EARN TEN CENTS WITH THE BONUS – EASY MONEY – JUST VOTE FOR US AND COMMENT ABOUT US

EARN FOUR CENTS IF YOU:

1. Set up an anoymous email account likke gmail or yahoo so you can register on #2 anonymously

2. Visit http://thesearchrace.com/signup.php and sign up for an account – using your anonymous email account.

3. Visit http://www.thesearchrace.com/recent.php and vote for:

samfind

By clcking “Pick”

SIX CENTS BONUS:

4. Visit the COMMENTS Page on The Search Race, it is the Button Right Next to “Picks” on this page: http://www.thesearchrace.com/recent.php and

5. Say something awesome about samfind (http://samfind.com) on The Search Race’s Comments page.

Make sure to:

1. Tell us that you Picked us.
2. Copy and Paste the Comment you typed on The Search Race’s Comment page here so we know you wrote it and we will give you the bonus!

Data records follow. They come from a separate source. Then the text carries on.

/// Strukturerte tilbakemeldingskoder. Tekst rendres av ekstern tjeneste.
#[derive(Debug, Clone, PartialEq, Serialize, Deserialize)]
#[serde(tag = "code", rename_all = "SCREAMING_SNAKE_CASE")]
pub enum FeedbackCode {
    DepthExcellent { knee_min: f64 },
    DepthParallel { knee_min: f64 },
    DepthSlightlyShallow { knee_min: f64 },
    DepthShallow { knee_min: f64 },
    FullExtension { elbow_max: f64 },
    PartialLockout { elbow_max: f64 },
    LimitedExtension { elbow_max: f64 },
    IncompleteExtension { elbow_max: f64 },
    HipHingeGood { hip_min: f64 },
    HipHingeShallow { hip_min: f64 },
    AsymmetryDetected { joint: JointKind, degrees: f64 },
    TempoInconsistent { consistency: f64 },
    InsufficientData { reason: InsufficientData },
    FormOk,
}

impl FeedbackCode {
    pub fn code(&self) -> &'static str {
        match self {
            FeedbackCode::DepthExcellent { .. } => "DEPTH_EXCELLENT",
            FeedbackCode::DepthParallel { .. } => "DEPTH_PARALLEL",
            FeedbackCode::DepthSlightlyShallow { .. } => "DEPTH_SLIGHTLY_SHALLOW",
            FeedbackCode::DepthShallow { .. } => "DEPTH_SHALLOW",
            FeedbackCode::FullExtension { .. } => "FULL_EXTENSION",
            FeedbackCode::PartialLockout { .. } => "PARTIAL_LOCKOUT",
            FeedbackCode::LimitedExtension { .. } => "LIMITED_EXTENSION",
            FeedbackCode::IncompleteExtension { .. } => "INCOMPLETE_EXTENSION",
            FeedbackCode::HipHingeGood { .. } => "HIP_HINGE_GOOD",
            FeedbackCode::HipHingeShallow { .. } => "HIP_HINGE_SHALLOW",
            FeedbackCode::AsymmetryDetected { .. } => "ASYMMETRY_DETECTED",
            FeedbackCode::TempoInconsistent { .. } => "TEMPO_INCONSISTENT",
            FeedbackCode::InsufficientData { .. } => "INSUFFICIENT_DATA",
            FeedbackCode::FormOk => "FORM_OK",
        }
    }
}
// Python-binding. Tynne wrappere rundt json_api; all logikk ligger i kjernen.
use once_cell::sync::OnceCell;
use pyo3::exceptions::PyValueError;
use pyo3::prelude::*;
use pyo3::wrap_pyfunction;

use crate::catalog::ExerciseCatalog;
use crate::json_api;
use crate::metrics::Metrics;

// ──────────────────────────────────────────────────────────────────────────────
// Delte ressurser (én per prosess)
// ──────────────────────────────────────────────────────────────────────────────

static METRICS: OnceCell<Metrics> = OnceCell::new();

fn metrics() -> Result<&'static Metrics, String> {
    METRICS.get_or_try_init(Metrics::new).map_err(|e| format!("metrics init: {e}"))
}

fn catalog() -> Result<&'static ExerciseCatalog, String> {
    ExerciseCatalog::builtin().map_err(|e| format!("catalog: {e}"))
}

// ──────────────────────────────────────────────────────────────────────────────
// PyO3-funksjoner
// ──────────────────────────────────────────────────────────────────────────────

#[pyfunction]
fn analyze_segments(json_in: &str) -> PyResult<String> {
    let run = || json_api::analyze_segments_json(json_in, catalog()?, metrics()?);
    run().map_err(PyValueError::new_err)
}

#[pyfunction]
fn session_activation(json_in: &str) -> PyResult<String> {
    let run = || json_api::session_activation_json(json_in, catalog()?, metrics()?);
    run().map_err(PyValueError::new_err)
}

#[pyfunction]
fn balance_report(json_in: &str) -> PyResult<String> {
    json_api::balance_report_json(json_in).map_err(PyValueError::new_err)
}

/// Prometheus tekstformat for tellerne i denne prosessen.
#[pyfunction]
fn metrics_text() -> PyResult<String> {
    metrics().map(Metrics::render).map_err(PyValueError::new_err)
}

#[pymodule]
fn liftgraph_core(_py: Python, m: &PyModule) -> PyResult<()> {
    m.add_function(wrap_pyfunction!(analyze_segments, m)?)?;
    m.add_function(wrap_pyfunction!(session_activation, m)?)?;
    m.add_function(wrap_pyfunction!(balance_report, m)?)?;
    m.add_function(wrap_pyfunction!(metrics_text, m)?)?;
    Ok(())
}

In fact, Deskin is currently offering bounties on mturk for a number of different spammy activities to promote his site. On the other hand, what Deskin is doing is not illegal and is arguably not all that different than paying PRWEB to publish his rah-rah press release (Start-up, samfind, Launches Customizable Startpage to Compete with Google, Yahoo & MSN, Los Angeles, California (PRWEB) August 4, 2008). And I have to at least give him credit for offering the money under his own name.

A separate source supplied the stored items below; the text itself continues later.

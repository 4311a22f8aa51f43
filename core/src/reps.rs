use serde::{Deserialize, Serialize};

use crate::angles::JointAngleSeries;
use crate::config::RepConfig;
use crate::types::{AngleSeries, ExerciseFamily, InsufficientData, JointKind, RepCycle};

/// Tilstand i Schmitt-triggeren.
#[derive(Debug, Clone, Copy, PartialEq, Eq, Serialize, Deserialize)]
pub enum RepState {
    Idle,
    InRep,
    Cooldown(u32), // gjenstående frames
}

#[derive(Debug, Clone, Copy, PartialEq)]
pub struct Thresholds {
    pub high: f64,
    pub low: f64,
    pub cooldown_frames: u32,
}

impl Thresholds {
    pub fn from_config(cfg: &RepConfig, fps: f64) -> Self {
        Self {
            high: cfg.high_threshold,
            low: cfg.low_threshold,
            cooldown_frames: cfg.cooldown_frames(fps),
        }
    }
}

/// Én overgang. `value` er normalisert [0,1]; `None` = hull i serien.
///
/// - Cooldown teller ned på hvert bilde, også hull. Bildet som tømmer
///   cooldown konsumeres og gir `InRep`, så signalet må under `low` før neste rep.
/// - Idle: stigning over `high` teller en rep og starter cooldown.
/// - InRep: fall under `low` gir Idle.
pub fn step(state: RepState, value: Option<f64>, t: &Thresholds) -> (RepState, bool) {
    match (state, value) {
        (RepState::Cooldown(n), _) if n > 1 => (RepState::Cooldown(n - 1), false),
        (RepState::Cooldown(_), _) => (RepState::InRep, false),
        (RepState::Idle, Some(v)) if v > t.high => (RepState::Cooldown(t.cooldown_frames), true),
        (RepState::InRep, Some(v)) if v < t.low => (RepState::Idle, false),
        (s, _) => (s, false),
    }
}

#[derive(Debug, Clone, PartialEq, Default, Serialize, Deserialize)]
pub struct RepCount {
    pub reps: u32,
    /// Spenn mellom påfølgende rep-starter (reps − 1 stykker).
    pub cycles: Vec<RepCycle>,
    pub onsets: Vec<usize>,
    pub insufficient: Option<InsufficientData>,
}

impl RepCount {
    fn insufficient(reason: InsufficientData) -> Self {
        Self { insufficient: Some(reason), ..Self::default() }
    }

    pub fn durations(&self) -> Vec<f64> {
        self.cycles.iter().map(|c| c.duration_sec).collect()
    }
}

/// Representativ serie per familie: kne for squat/lunge, albue for press/curl,
/// ellers snitt av alle ledd.
pub fn representative_series(family: ExerciseFamily, angles: &JointAngleSeries) -> AngleSeries {
    match family {
        ExerciseFamily::Squat => angles.pair_mean(JointKind::Knee),
        ExerciseFamily::PressCurl => angles.pair_mean(JointKind::Elbow),
        ExerciseFamily::Hinge | ExerciseFamily::Other => angles.movement_proxy(),
    }
}

fn frame_time(frame: usize, fps: f64) -> f64 {
    if fps > 0.0 { frame as f64 / fps } else { 0.0 }
}

/// Teller reps i én vinkelserie.
pub fn count_reps(series: &AngleSeries, fps: f64, cfg: &RepConfig) -> RepCount {
    if series.present_count() < cfg.min_samples {
        log::debug!("reps: {} samples < {}, ingen reps", series.present_count(), cfg.min_samples);
        return RepCount::insufficient(InsufficientData::TooFewSamples);
    }
    let (Some(lo), Some(hi)) = (series.min(), series.max()) else {
        return RepCount::insufficient(InsufficientData::TooFewSamples);
    };
    let range = hi - lo;
    if range < cfg.min_range_deg {
        log::debug!("reps: range {:.1}° < {:.1}°, ingen repeterbar bevegelse", range, cfg.min_range_deg);
        return RepCount::insufficient(InsufficientData::FlatSignal);
    }

    let t = Thresholds::from_config(cfg, fps);
    let mut state = RepState::Idle;
    let mut onsets = Vec::new();
    for (i, v) in series.frames().iter().enumerate() {
        let norm = v.map(|x| (x - lo) / range);
        let (next, counted) = step(state, norm, &t);
        if counted {
            onsets.push(i);
        }
        state = next;
    }

    let cycles = onsets
        .windows(2)
        .map(|w| {
            let (start_sec, end_sec) = (frame_time(w[0], fps), frame_time(w[1], fps));
            RepCycle {
                start_frame: w[0],
                end_frame: w[1],
                start_sec,
                end_sec,
                duration_sec: end_sec - start_sec,
            }
        })
        .collect();

    log::debug!("reps: {} reps (cooldown {} frames)", onsets.len(), t.cooldown_frames);
    RepCount { reps: onsets.len() as u32, cycles, onsets, insufficient: None }
}

#[cfg(test)]
mod tests {
    use super::*;

    const T: Thresholds = Thresholds { high: 0.7, low: 0.3, cooldown_frames: 3 };

    #[test]
    fn idle_rise_counts_and_enters_cooldown() {
        assert_eq!(step(RepState::Idle, Some(0.8), &T), (RepState::Cooldown(3), true));
        assert_eq!(step(RepState::Idle, Some(0.7), &T), (RepState::Idle, false));
    }

    #[test]
    fn cooldown_ticks_on_gaps_and_expiry_frame_is_consumed() {
        let (s, c) = step(RepState::Cooldown(2), None, &T);
        assert_eq!((s, c), (RepState::Cooldown(1), false));
        // utløp samtidig med høy verdi: ingen ny rep
        assert_eq!(step(s, Some(0.95), &T), (RepState::InRep, false));
    }

    #[test]
    fn in_rep_needs_drop_below_low() {
        assert_eq!(step(RepState::InRep, Some(0.9), &T), (RepState::InRep, false));
        assert_eq!(step(RepState::InRep, Some(0.3), &T), (RepState::InRep, false));
        assert_eq!(step(RepState::InRep, Some(0.29), &T), (RepState::Idle, false));
        assert_eq!(step(RepState::InRep, None, &T), (RepState::InRep, false));
    }

    #[test]
    fn short_series_gives_zero_reps() {
        let s = AngleSeries::dense(&[60.0, 170.0, 60.0, 170.0, 60.0, 170.0, 60.0, 170.0, 60.0]);
        let rc = count_reps(&s, 30.0, &RepConfig::default());
        assert_eq!(rc.reps, 0);
        assert_eq!(rc.insufficient, Some(InsufficientData::TooFewSamples));
    }

    #[test]
    fn flat_series_gives_zero_reps() {
        let vals: Vec<f64> = (0..300).map(|i| 100.0 + 9.0 * ((i as f64) * 0.2).sin()).collect();
        let rc = count_reps(&AngleSeries::dense(&vals), 30.0, &RepConfig::default());
        assert_eq!(rc.reps, 0);
        assert_eq!(rc.insufficient, Some(InsufficientData::FlatSignal));
    }

    #[test]
    fn cycles_span_consecutive_onsets() {
        let vals: Vec<f64> = (0..300)
            .map(|i| 115.0 - 55.0 * (std::f64::consts::PI * i as f64 / 30.0).cos())
            .collect();
        let rc = count_reps(&AngleSeries::dense(&vals), 30.0, &RepConfig::default());
        assert_eq!(rc.reps, 5);
        assert_eq!(rc.cycles.len(), 4);
        for d in rc.durations() {
            assert!((d - 2.0).abs() < 0.05, "varighet {d}");
        }
    }
}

Another type of task on mturk involves taking a piece of text and paraphrasing it so that the words are different but the meaning remains the same. Here is an example:

Paraphrase This Paragraph

Here’s the original paragraph:

You’re probably wondering how to apply a wrinkle filler to your skin. The good news is that it’s easy! There are a number of different products on the market for anti aging skin care. Each one comes with its own special application instructions, which you should always make sure to read and carefully follow. In general, however, most anti aging skin care products are simply applied to the skin and left to soak in.

Requirements:
1. Use the same writing style as much as possible.
2. Vary at least 50% of the words and phrases – but keep the same concepts. Use obviously different sentences! Your paragraph should not be just a copy of the first with a few word replacements.
3. Any keywords listed in bold in the above paragraph must be included in your paraphrase.
4. The above paragraph contains 75 words… yours must contain at least 64 words and not more than 101 words.
5. Write using American English.
6. No obvious spelling or grammar mistakes. Please use a spell-checker before submitting. A free online spell checker can be found at www.spellcheck.net.

If you find it easier to paraphrase sentence-by-sentence, then do that. Please do not enter anything in the textbox other than your written paragraph. Thanks!

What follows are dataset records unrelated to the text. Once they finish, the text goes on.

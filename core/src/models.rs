use std::collections::BTreeMap;

use serde::{Deserialize, Serialize};

#[derive(Debug, Clone, Copy, PartialEq, Serialize, Deserialize)]
pub struct Keypoint {
    pub x: f64, // px eller normalisert, bare forholdet teller
    pub y: f64,
    #[serde(alias = "conf", alias = "score", alias = "visibility")]
    pub confidence: f64, // [0, 1]
}

/// Ett bilde med keypoints. Nøkkel = COCO-17 landmark-indeks.
#[derive(Debug, Clone, PartialEq, Default, Serialize, Deserialize)]
pub struct KeypointFrame {
    #[serde(default, alias = "t")]
    pub timestamp: f64, // sek
    #[serde(default)]
    pub keypoints: BTreeMap<usize, Keypoint>,
}

impl KeypointFrame {
    pub fn new(timestamp: f64) -> Self {
        Self { timestamp, keypoints: BTreeMap::new() }
    }

    pub fn with(mut self, id: usize, x: f64, y: f64, confidence: f64) -> Self {
        self.keypoints.insert(id, Keypoint { x, y, confidence });
        self
    }

    /// Kun keypoints med konfidens strengt over terskelen.
    pub fn confident(&self, id: usize, min_confidence: f64) -> Option<&Keypoint> {
        self.keypoints.get(&id).filter(|k| k.confidence > min_confidence)
    }

    pub fn mean_confidence(&self) -> f64 {
        if self.keypoints.is_empty() {
            return 0.0;
        }
        self.keypoints.values().map(|k| k.confidence).sum::<f64>() / self.keypoints.len() as f64
    }
}

/// Ett øvelsessegment fra ekstern segmentering.
#[derive(Debug, Clone, PartialEq, Serialize, Deserialize)]
pub struct SegmentInput {
    #[serde(alias = "exercise", alias = "name")]
    pub exercise_name: String,
    #[serde(default)]
    pub variation: Option<String>,
    #[serde(default = "default_fps")]
    pub fps: f64,
    #[serde(default, alias = "start")]
    pub start_sec: f64,
    #[serde(default, alias = "end")]
    pub end_sec: f64,
    #[serde(default)]
    pub frames: Vec<KeypointFrame>,
}

fn default_fps() -> f64 {
    30.0
}

impl SegmentInput {
    pub fn new(exercise_name: &str, fps: f64, frames: Vec<KeypointFrame>) -> Self {
        let end_sec = if fps > 0.0 { frames.len() as f64 / fps } else { 0.0 };
        Self {
            exercise_name: exercise_name.to_string(),
            variation: None,
            fps,
            start_sec: 0.0,
            end_sec,
            frames,
        }
    }

    pub fn with_variation(mut self, variation: &str) -> Self {
        self.variation = Some(variation.to_string());
        self
    }

    /// end − start når satt, ellers frames/fps.
    pub fn duration_sec(&self) -> f64 {
        let span = self.end_sec - self.start_sec;
        if span > 0.0 {
            span
        } else if self.fps > 0.0 {
            self.frames.len() as f64 / self.fps
        } else {
            0.0
        }
    }
}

I have no direct evidence, but I imagine such a task is used to create splogs (I once found what seems like such a “paraphrasing splog”), ad traps, email spam, or other plagiarized content.

It’s possible that paid spam is hitting my blog (either that or I’m overly paranoid). I’m beginning to receive comments that are almost surely coming from humans, both because they clearly reference the content of the post and because they pass the re-captcha test. However, the author’s URL seems to point to an ad trap. I wonder if these commenters (who are particularly hard to catch — you have to bother to click on the author URL) are paid workers of some crowdsourcing service?

Can and should Amazon try to filter away these kinds dubious uses of Mechanical Turk? Or is it better to have this inevitable form of economic activity out in the open? One could argue that at least systems like mturk impose a tax on pollution and spam, something long argued as an economic force to reduce spam.

My main objection to these activities is the lack of disclosure. Advertisements and press releases are paid for, but everyone knows it, and usually the funding source is known. However, the ratings, reviews, and paraphrased text coming out of mturk masquerade as authentic opinions and original content. I absolutely want mturk to succeed — it’s an innovative service of tremendous value, one of many to come out of Amazon recently — but I believe Amazon is risking a minor PR backlash by allowing these activities to flow through its servers and by profiting from them.